Please note that some configuration with a .env
is necessary.
Application Settings
Docker configuration / Environmental-Variables
The current design of this application suggests that it is started inside a docker-compose
configuration.
For docker-compose
this is commonly done by providing a .env
file in the root folder.
To use the environmental configuration start an application part with the ENV
argument (webserver ENV
).
# Defines the container registry used. Default: "ghcr.io/fhswf/aki_prj23_transparenzregister"
CR=ghcr.io/fhswf/aki_prj23_transparenzregister
# main is the tag the main branch is taged with and is currently in use
TAG=latest
# Configures the access port for the webserver.

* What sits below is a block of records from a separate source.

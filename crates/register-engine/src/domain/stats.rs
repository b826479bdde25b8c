//! # Register Statistics
//!
//! Informational aggregate over one year. Never consulted by allocation, so
//! it may be served from a short-lived cache.

use crate::domain::entities::RegisterEntry;
use crate::domain::value_objects::NumberingPool;
use lru::LruCache;
use parking_lot::Mutex;
use serde::{Deserialize, Serialize};
use std::collections::{BTreeMap, HashMap};
use std::num::NonZeroUsize;
use std::time::{Duration, Instant};

/// Aggregate view of one register year.
#[derive(Debug, Clone, PartialEq, Eq, Serialize, Deserialize)]
pub struct RegisterStats {
    /// Year the aggregate covers.
    pub year: i32,
    /// Number of committed entries in the year, across pools.
    pub total_for_year: u64,
    /// Highest notarial `yearly_seq`; 0 for an empty year.
    pub last_yearly_seq: u64,
    /// Entry count per month (1-12). Every month is present, NIHIL months as 0.
    pub per_month_counts: BTreeMap<u32, u64>,
    /// Highest notarial `monthly_seq` per month with entries.
    pub last_monthly_seq: BTreeMap<u32, u64>,
    /// Highest land-registry `yearly_seq`, only when PPAT deeds have their own pool.
    pub last_land_registry_seq: Option<u64>,
}

impl RegisterStats {
    /// Stats of a year without entries.
    pub fn empty(year: i32, separate_land_registry: bool) -> Self {
        Self {
            year,
            total_for_year: 0,
            last_yearly_seq: 0,
            per_month_counts: (1..=12).map(|m| (m, 0)).collect(),
            last_monthly_seq: BTreeMap::new(),
            last_land_registry_seq: separate_land_registry.then_some(0),
        }
    }

    /// Aggregate committed entries. Entries of other years are ignored.
    pub fn from_entries<'a, I>(year: i32, entries: I, separate_land_registry: bool) -> Self
    where
        I: IntoIterator<Item = &'a RegisterEntry>,
    {
        let mut stats = Self::empty(year, separate_land_registry);
        for entry in entries.into_iter().filter(|e| e.year() == year) {
            stats.total_for_year += 1;
            *stats.per_month_counts.entry(entry.month()).or_insert(0) += 1;

            match entry.pool {
                NumberingPool::Notarial => {
                    stats.last_yearly_seq = stats.last_yearly_seq.max(entry.yearly_seq);
                    let last = stats.last_monthly_seq.entry(entry.month()).or_insert(0);
                    *last = (*last).max(entry.monthly_seq);
                }
                NumberingPool::LandRegistry => {
                    let last = stats.last_land_registry_seq.get_or_insert(0);
                    *last = (*last).max(entry.yearly_seq);
                }
            }
        }
        stats
    }

    /// Count for one month, 0 when the month has no entries.
    pub fn count_for_month(&self, month: u32) -> u64 {
        self.per_month_counts.get(&month).copied().unwrap_or(0)
    }

    /// Months of the year with no entries (printed as NIHIL).
    pub fn nihil_months(&self) -> Vec<u32> {
        self.per_month_counts
            .iter()
            .filter(|(_, count)| **count == 0)
            .map(|(month, _)| *month)
            .collect()
    }
}

/// Year-keyed LRU cache of [`RegisterStats`] with a time-to-live.
///
/// Writers call [`StatsCache::invalidate`] after every commit, so a caller
/// always reads its own writes; the TTL only bounds staleness from other
/// processes sharing the store.
///
/// Every invalidation bumps the year's generation. A reader takes the
/// generation before scanning and hands it back to [`StatsCache::put`];
/// if a commit landed in between, the scan may predate it and is not cached.
pub struct StatsCache {
    ttl: Duration,
    state: Option<Mutex<CacheState>>,
}

struct CacheState {
    entries: LruCache<i32, (Instant, RegisterStats)>,
    generations: HashMap<i32, u64>,
}

impl StatsCache {
    /// A zero `ttl` or `capacity` disables caching.
    pub fn new(ttl: Duration, capacity: usize) -> Self {
        let state = match NonZeroUsize::new(capacity) {
            Some(capacity) if !ttl.is_zero() => Some(Mutex::new(CacheState {
                entries: LruCache::new(capacity),
                generations: HashMap::new(),
            })),
            _ => None,
        };
        Self { ttl, state }
    }

    /// Fresh cached stats for a year.
    pub fn get(&self, year: i32) -> Option<RegisterStats> {
        let mut state = self.state.as_ref()?.lock();
        let (stored_at, stats) = state.entries.get(&year)?;
        if stored_at.elapsed() < self.ttl {
            return Some(stats.clone());
        }
        state.entries.pop(&year);
        None
    }

    /// Current generation of a year; read it before computing stats.
    pub fn generation(&self, year: i32) -> u64 {
        self.state
            .as_ref()
            .and_then(|state| state.lock().generations.get(&year).copied())
            .unwrap_or(0)
    }

    /// Store stats computed from a scan that started at `generation`.
    ///
    /// Returns whether the value was cached.
    pub fn put(&self, stats: RegisterStats, generation: u64) -> bool {
        let Some(state) = &self.state else {
            return false;
        };
        let mut state = state.lock();
        let current = state.generations.get(&stats.year).copied().unwrap_or(0);
        if current != generation {
            return false;
        }
        state.entries.put(stats.year, (Instant::now(), stats));
        true
    }

    /// Drop the cached value for a year and fence off scans already running.
    pub fn invalidate(&self, year: i32) {
        if let Some(state) = &self.state {
            let mut state = state.lock();
            state.entries.pop(&year);
            *state.generations.entry(year).or_insert(0) += 1;
        }
    }

    /// Whether caching is enabled.
    pub fn is_enabled(&self) -> bool {
        self.state.is_some()
    }
}
//! # Register Writer
//!
//! Creation path: validate, then in ONE transaction lock the yearly counter,
//! lock the monthly counter, build the entry, project its index rows and
//! insert everything. Counters are always locked yearly first so two
//! writers can never deadlock on the same pair.
//!
//! Transient conflicts restart the whole transaction with bounded
//! exponential backoff; an exhausted budget surfaces as `Contention` naming
//! the counter whose lock timed out last (yearly when the conflict came from
//! the commit itself).

use super::counter::allocate_next;
use super::*;
use crate::domain::entities::{NewRegisterEntry, RegisterEntry};
use crate::domain::errors::StorageError;
use crate::domain::validation::{validate_new_entry, ValidatedEntry};
use crate::domain::value_objects::{KeyPrefix, ScopeKey, ScopePair};
use crate::ports::outbound::StoreTransaction;
use std::cell::Cell;
use register_telemetry::{
    record_allocation_retry, record_contention_failure, record_entry_created, record_index_rows,
    record_validation_rejection,
};

impl<ST, TS, IG, PJ, RS> RegisterService<ST, TS, IG, PJ, RS>
where
    ST: TransactionalStore,
    TS: TimeSource,
    IG: IdGenerator,
    PJ: IndexProjector,
    RS: RecordSerializer,
{
    pub(crate) fn create(&self, input: NewRegisterEntry) -> Result<RegisterEntry, RegisterError> {
        let validated = validate_new_entry(&input, self.config.max_text_len).map_err(|e| {
            record_validation_rejection();
            tracing::debug!(error = %e, "[register] creation rejected");
            RegisterError::from(e)
        })?;

        let scopes = self
            .config
            .scope_keys_for(validated.executed_at, validated.is_land_registry_act);
        let contended = Cell::new(None);
        let (entry, index_rows) = self.with_retry(
            || contended.get().unwrap_or(&scopes.yearly).to_string(),
            |_| self.try_create(&validated, &scopes, &contended),
        )?;

        self.stats_cache.invalidate(entry.year());
        record_entry_created(entry.pool.tag());
        record_index_rows(index_rows as u64);

        tracing::info!(
            office = %self.config.office_id,
            id = %entry.id,
            year = entry.year(),
            month = entry.month(),
            pool = entry.pool.tag(),
            yearly_seq = entry.yearly_seq,
            monthly_seq = entry.monthly_seq,
            index_rows,
            "[register] entry created"
        );
        Ok(entry)
    }

    /// One attempt. Any error drops `tx`, which rolls back both counters.
    ///
    /// `contended` is left pointing at the counter whose allocation failed,
    /// or `None` when the attempt failed elsewhere.
    fn try_create<'s>(
        &self,
        input: &ValidatedEntry,
        scopes: &'s ScopePair,
        contended: &Cell<Option<&'s ScopeKey>>,
    ) -> Result<(RegisterEntry, usize), RegisterError> {
        let office = self.config.office_id.as_str();
        contended.set(None);
        let mut tx = self.store.begin()?;

        let yearly_seq = allocate_next(&mut tx, office, &scopes.yearly)
            .inspect_err(|_| contended.set(Some(&scopes.yearly)))?;
        let monthly_seq = allocate_next(&mut tx, office, &scopes.monthly)
            .inspect_err(|_| contended.set(Some(&scopes.monthly)))?;

        let entry = RegisterEntry {
            id: self.id_generator.next_id(),
            yearly_seq,
            monthly_seq,
            pool: scopes.yearly.pool,
            executed_at: input.executed_at,
            nature_of_deed: input.nature_of_deed.clone(),
            appearer_names: input.appearer_names.clone(),
            notes: input.notes.clone(),
            is_land_registry_act: input.is_land_registry_act,
            linked_document_id: input.linked_document_id.clone(),
            created_by_actor_id: input.created_by_actor_id.clone(),
            created_at: self.time_source.now(),
            amended_at: None,
            amended_by_actor_id: None,
        };
        let rows = self.projector.project(&entry)?;

        let entry_key = KeyPrefix::entry_key(office, entry.year(), entry.pool, yearly_seq);
        if tx.get(&entry_key)?.is_some() {
            return Err(StorageError::Corruption {
                message: format!(
                    "register number {}/{}/{} already taken while counter said free",
                    entry.year(),
                    entry.pool.tag(),
                    yearly_seq
                ),
            }
            .into());
        }

        tx.put(&entry_key, &self.serializer.serialize_entry(&entry)?)?;
        tx.put(&KeyPrefix::id_key(office, &entry.id), &entry_key)?;
        for row in &rows {
            let key =
                KeyPrefix::index_key(office, row.year(), row.pool, row.yearly_seq, row.id.position);
            tx.put(&key, &self.serializer.serialize_index(row)?)?;
        }
        tx.commit()?;

        Ok((entry, rows.len()))
    }

    /// Run `op` until it succeeds, fails permanently, or the retry budget
    /// runs out. `op` receives the 1-based attempt number and must start a
    /// fresh transaction each time. `scope` names what the last failed
    /// attempt was waiting on and is asked after each failure.
    pub(crate) fn with_retry<T, S, F>(&self, scope: S, mut op: F) -> Result<T, RegisterError>
    where
        S: Fn() -> String,
        F: FnMut(u32) -> Result<T, RegisterError>,
    {
        let policy = &self.config.retry;
        let mut rng = rand::thread_rng();
        let mut attempt = 1;

        loop {
            match op(attempt) {
                Ok(value) => return Ok(value),
                Err(e) if e.is_transient() => {
                    let scope = scope();
                    if attempt >= policy.max_attempts {
                        record_contention_failure();
                        tracing::error!(
                            office = %self.config.office_id,
                            scope = %scope,
                            attempts = attempt,
                            error = %e,
                            "[register] retry budget exhausted"
                        );
                        return Err(RegisterError::Contention {
                            scope,
                            attempts: attempt,
                        });
                    }

                    let delay = policy.backoff(attempt, &mut rng);
                    record_allocation_retry();
                    tracing::warn!(
                        office = %self.config.office_id,
                        scope = %scope,
                        attempt,
                        delay_ms = delay.as_millis() as u64,
                        error = %e,
                        "[register] transient conflict, retrying"
                    );
                    std::thread::sleep(delay);
                    attempt += 1;
                }
                Err(e) => return Err(e),
            }
        }
    }
}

# Default: "80" (local only)
HTTP_PORT: 8888
# configures where the application root is based. Default: "/"
DASH_URL_BASE_PATHNAME=/transparenzregister/
# Enables basic auth for the application.
# Diabled when one is empty. Default: Disabled
PYTHON_DASH_LOGIN_USERNAME=some-login-to-webgui
PYTHON_DASH_LOGIN_PW=some-pw-to-login-to-webgui
# How often data should be ingested in houres, Default: "4"
PYTHON_INGEST_SCHEDULE=12
# Settings for NER Service
# possible values: "spacy", "company_list", "transformer", Default: "transformer"

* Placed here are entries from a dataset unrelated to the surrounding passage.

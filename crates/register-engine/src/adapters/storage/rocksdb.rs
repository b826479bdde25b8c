//! # RocksDB Storage Adapter
//!
//! Durable `TransactionalStore` backed by a RocksDB `TransactionDB`.
//!
//! - Pessimistic transactions: `get_for_update` takes an exclusive row lock
//! - Lock wait timeout, busy and expired transactions surface as `Conflict`
//! - Snappy compression, bloom filters, optional fsync on commit
//! - Exclusive data-directory lock so two processes never share one database

use crate::adapters::lock::DatabaseLock;
use crate::domain::errors::{KVStoreError, StorageError};
use crate::ports::outbound::{ScanResult, StoreTransaction, TransactionalStore};
use rocksdb::{
    Direction, ErrorKind, IteratorMode, Options, Transaction, TransactionDB,
    TransactionDBOptions, TransactionOptions, WriteOptions,
};
use std::path::PathBuf;
use std::time::Duration;

/// RocksDB configuration.
#[derive(Debug, Clone)]
pub struct RocksDbConfig {
    /// Path to the database directory.
    pub path: PathBuf,
    /// Row lock wait before a transaction reports a conflict.
    pub lock_timeout: Duration,
    /// Block cache size in bytes (default: 64MB).
    pub block_cache_size: usize,
    /// Write buffer size in bytes (default: 16MB).
    pub write_buffer_size: usize,
    /// fsync the WAL on every commit (default: true).
    pub sync_writes: bool,
}

impl Default for RocksDbConfig {
    fn default() -> Self {
        Self {
            path: PathBuf::from("./data/register"),
            lock_timeout: Duration::from_millis(1_000),
            block_cache_size: 64 * 1024 * 1024,
            write_buffer_size: 16 * 1024 * 1024,
            sync_writes: true,
        }
    }
}

impl RocksDbConfig {
    /// Small buffers and no fsync.
    pub fn for_testing(path: impl Into<PathBuf>) -> Self {
        Self {
            path: path.into(),
            lock_timeout: Duration::from_millis(200),
            block_cache_size: 8 * 1024 * 1024,
            write_buffer_size: 4 * 1024 * 1024,
            sync_writes: false,
        }
    }
}

/// RocksDB-backed transactional store.
pub struct RocksDbStore {
    db: TransactionDB,
    config: RocksDbConfig,
    _lock: DatabaseLock,
}

impl RocksDbStore {
    /// Open or create the database, holding the data-directory lock until drop.
    ///
    /// ## Errors
    ///
    /// - `Locked`: another process holds the data directory
    /// - `Database`: the directory or database could not be opened
    pub fn open(config: RocksDbConfig) -> Result<Self, StorageError> {
        std::fs::create_dir_all(&config.path).map_err(|e| StorageError::Database {
            message: format!("Failed to create {}: {}", config.path.display(), e),
        })?;
        let lock = DatabaseLock::acquire(&config.path).map_err(|e| StorageError::Locked {
            message: e.to_string(),
        })?;

        let mut opts = Options::default();
        opts.create_if_missing(true);
        opts.set_write_buffer_size(config.write_buffer_size);
        opts.set_compression_type(rocksdb::DBCompressionType::Snappy);

        let mut block_opts = rocksdb::BlockBasedOptions::default();
        block_opts.set_bloom_filter(10.0, false);
        block_opts.set_block_cache(&rocksdb::Cache::new_lru_cache(config.block_cache_size));
        opts.set_block_based_table_factory(&block_opts);

        let mut txn_db_opts = TransactionDBOptions::default();
        txn_db_opts.set_txn_lock_timeout(config.lock_timeout.as_millis() as i64);

        let db = TransactionDB::open(&opts, &txn_db_opts, &config.path).map_err(|e| {
            StorageError::Database {
                message: format!("Failed to open RocksDB: {}", e),
            }
        })?;

        tracing::info!(
            path = %config.path.display(),
            lock_timeout_ms = config.lock_timeout.as_millis() as u64,
            "[register] opened RocksDB store"
        );

        Ok(Self {
            db,
            config,
            _lock: lock,
        })
    }

    /// Configuration the store was opened with.
    pub fn config(&self) -> &RocksDbConfig {
        &self.config
    }
}

fn map_error(e: rocksdb::Error) -> KVStoreError {
    match e.kind() {
        ErrorKind::Busy | ErrorKind::TimedOut | ErrorKind::TryAgain | ErrorKind::Expired => {
            KVStoreError::Conflict {
                message: e.to_string(),
            }
        }
        ErrorKind::Corruption => KVStoreError::CorruptionError {
            message: e.to_string(),
        },
        _ => KVStoreError::IOError {
            message: e.to_string(),
        },
    }
}

impl TransactionalStore for RocksDbStore {
    type Transaction<'a> = RocksDbTransaction<'a>;

    fn begin(&self) -> Result<Self::Transaction<'_>, KVStoreError> {
        let mut write_opts = WriteOptions::default();
        write_opts.set_sync(self.config.sync_writes);
        let txn = self
            .db
            .transaction_opt(&write_opts, &TransactionOptions::default());
        Ok(RocksDbTransaction { txn })
    }

    fn get(&self, key: &[u8]) -> Result<Option<Vec<u8>>, KVStoreError> {
        self.db.get(key).map_err(map_error)
    }

    fn prefix_scan(&self, prefix: &[u8]) -> Result<ScanResult, KVStoreError> {
        let mut results = Vec::new();
        for item in self
            .db
            .iterator(IteratorMode::From(prefix, Direction::Forward))
        {
            let (key, value) = item.map_err(map_error)?;
            if !key.starts_with(prefix) {
                break;
            }
            results.push((key.to_vec(), value.to_vec()));
        }
        Ok(results)
    }
}

/// Pessimistic RocksDB transaction; dropping it rolls back.
pub struct RocksDbTransaction<'a> {
    txn: Transaction<'a, TransactionDB>,
}

impl StoreTransaction for RocksDbTransaction<'_> {
    fn get(&self, key: &[u8]) -> Result<Option<Vec<u8>>, KVStoreError> {
        self.txn.get(key).map_err(map_error)
    }

    fn get_for_update(&mut self, key: &[u8]) -> Result<Option<Vec<u8>>, KVStoreError> {
        self.txn.get_for_update(key, true).map_err(map_error)
    }

    fn put(&mut self, key: &[u8], value: &[u8]) -> Result<(), KVStoreError> {
        self.txn.put(key, value).map_err(map_error)
    }

    fn commit(self) -> Result<(), KVStoreError> {
        self.txn.commit().map_err(map_error)
    }
}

PYTHON_NER_METHOD=transformer
# possible values: "text", "title", Default: "text"
PYTHON_NER_DOC=text
# Settings for Sentiment Service
# possible values: "spacy", "transformer", Default: "transformer"
PYTHON_SENTIMENT_METHOD=transformer
# possible values: "text", "title", Default: "text"
PYTHON_SENTIMENT_DOC=text
# Acces to the mongo db
PYTHON_MONGO_USERNAME=username
PYTHON_MONGO_HOST=mongodb
PYTHON_MONGO_PASSWORD=password
PYTHON_MONGO_PORT=27017
PYTHON_MONGO_DATABASE=transparenzregister
# Acces to the postress sql db
PYTHON_POSTGRES_USERNAME=username
PYTHON_POSTGRES_PASSWORD=password
PYTHON_POSTGRES_HOST=postgres-host
PYTHON_POSTGRES_DATABASE=db-name
PYTHON_POSTGRES_PORT=5432
# An overwrite path to an sqlite db, overwrites the POSTGRES section
PYTHON_SQLITE_PATH=PathToSQLite3.db
Local execution / config file
Create a *.json
in the root of this repo with the following structure
(values to be replaces by desired config):
Please note that an sqlite
entry overwrites the postgres
entry.
To use the *.json
use the path to it as an argument when using an entrypoint (webserver secrets.json
).
{
"sqlite": "path-to-sqlite.db",
"postgres": {
"username": "username",
"password": "password",
"host": "localhost",
"database": "db-name",
"port": 5432
},
"mongo": {
"username": "username",
"password": "password",
"host": "localhost",
"database": "transparenzregister",
"port": 27017
}
}
sqlite vs. postgres
We support both sqlite and postgres because a local db is filled in about 10% of the time the remote db needs to be completed.
Even tough we use the sqlite
for testing the connection can't manage multithreading or multiprocessing.
This clashes with the webserver. For production mode use the postgres
-db.
Re-Enable Actions & Dependabot
After the project is over all computation using parts should be turned off.
To enable all the features please enable the GitHub Actions first. The following image shows where the buttons to enable the actions can be found.
Additionally, it is recommended to enable Dependabot.
Please note that patches are currently only demanded for critical security fixes.
Use poetry update
prior to restarting the project to update all the python dependencies.
Note that both security updates and alerts should be enabled.